GOAL OF THE EXERCISE |
Read the entries below and pull out each line with the string "constants".

Records excerpted from a collection:
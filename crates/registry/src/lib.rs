//! Transport version registry.
//!
//! Every revision of the wire serialization protocol gets a unique, increasing
//! [`TransportVersion`]. Versions are declared once at startup through
//! [`VersionDeclarations`], validated by the [`IdAccumulator`], and sealed into
//! an immutable [`TransportVersionRegistry`] that negotiation code reads without
//! locking.
//!
//! # Modules
//!
//! - [`version`] - The version identifier and its `M_NNN_SS_P` layout
//! - [`accumulator`] - Uniqueness and ordering checks during declaration
//! - [`builder`] - Declaration sequence consumed by `seal`
//! - [`index`] - Sealed registry and derived compatibility constants
//! - [`release`] - Release label lookup
//! - [`wire`] - Varint wire form of a version id
//! - [`config`] - Integrity audit and ignore list

pub mod accumulator;
pub mod builder;
pub mod config;
pub mod error;
pub mod index;
mod macros;
pub mod release;
pub mod version;
pub mod wire;

pub use accumulator::IdAccumulator;
pub use builder::VersionDeclarations;
pub use config::{ConfigError, DEFAULT_IGNORED, IntegrityAudit, RegistryConfig};
pub use error::{RegistryError, ReleaseError, VersionError};
pub use index::{CompatibilityPins, Declaration, TransportVersionRegistry, VersionIndex, build_index};
pub use release::{ReleaseTable, ReleaseVersion};
pub use version::{TransportVersion, VersionParts};
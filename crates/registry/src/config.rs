//! Registry build configuration.

use std::borrow::Cow;

use serde::Deserialize;

/// Names that never enter the sealed index: the zero sentinel and aliases of
/// other constants.
pub const DEFAULT_IGNORED: &[&str] = &["ZERO", "CURRENT", "MINIMUM_COMPATIBLE", "MINIMUM_CCS_VERSION"];

/// Whether the sealed index re-verifies that every id has a single name.
#[derive(Debug, Clone, Copy, PartialEq, Eq, Deserialize)]
#[serde(rename_all = "kebab-case")]
pub enum IntegrityAudit {
	Enabled,
	Disabled,
}

impl IntegrityAudit {
	/// Returns the audit mode for the current build configuration.
	#[inline]
	pub fn for_build() -> Self {
		if cfg!(any(test, debug_assertions, feature = "integrity-audit")) {
			IntegrityAudit::Enabled
		} else {
			IntegrityAudit::Disabled
		}
	}

	#[inline]
	pub fn is_enabled(self) -> bool {
		matches!(self, IntegrityAudit::Enabled)
	}
}

impl Default for IntegrityAudit {
	fn default() -> Self {
		Self::for_build()
	}
}

/// Configuration error types.
#[derive(Debug, thiserror::Error)]
pub enum ConfigError {
	#[error("failed to parse registry config: {0}")]
	Parse(#[from] toml::de::Error),
}

#[derive(Debug, Clone, PartialEq, Eq, Deserialize)]
#[serde(default, rename_all = "kebab-case")]
pub struct RegistryConfig {
	pub audit: IntegrityAudit,
	/// Declared names excluded from the sealed index.
	pub ignored: Vec<Cow<'static, str>>,
}

impl Default for RegistryConfig {
	fn default() -> Self {
		Self {
			audit: IntegrityAudit::for_build(),
			ignored: DEFAULT_IGNORED.iter().map(|&name| Cow::Borrowed(name)).collect(),
		}
	}
}

impl RegistryConfig {
	/// Parses a config table, e.g. `audit = "disabled"`.
	///
	/// Missing keys fall back to [`RegistryConfig::default`].
	pub fn from_toml(src: &str) -> Result<Self, ConfigError> {
		Ok(toml::from_str(src)?)
	}

	pub fn audit(mut self, audit: IntegrityAudit) -> Self {
		self.audit = audit;
		self
	}

	pub fn ignored(mut self, names: impl IntoIterator<Item = &'static str>) -> Self {
		self.ignored = names.into_iter().map(Cow::Borrowed).collect();
		self
	}

	pub(crate) fn is_ignored(&self, name: &str) -> bool {
		self.ignored.iter().any(|ignored| ignored == name)
	}
}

RESPONSE TO THE EXERCISE |
//! - [`index`] - Sealed registry and derived compatibility constants
/// other constants.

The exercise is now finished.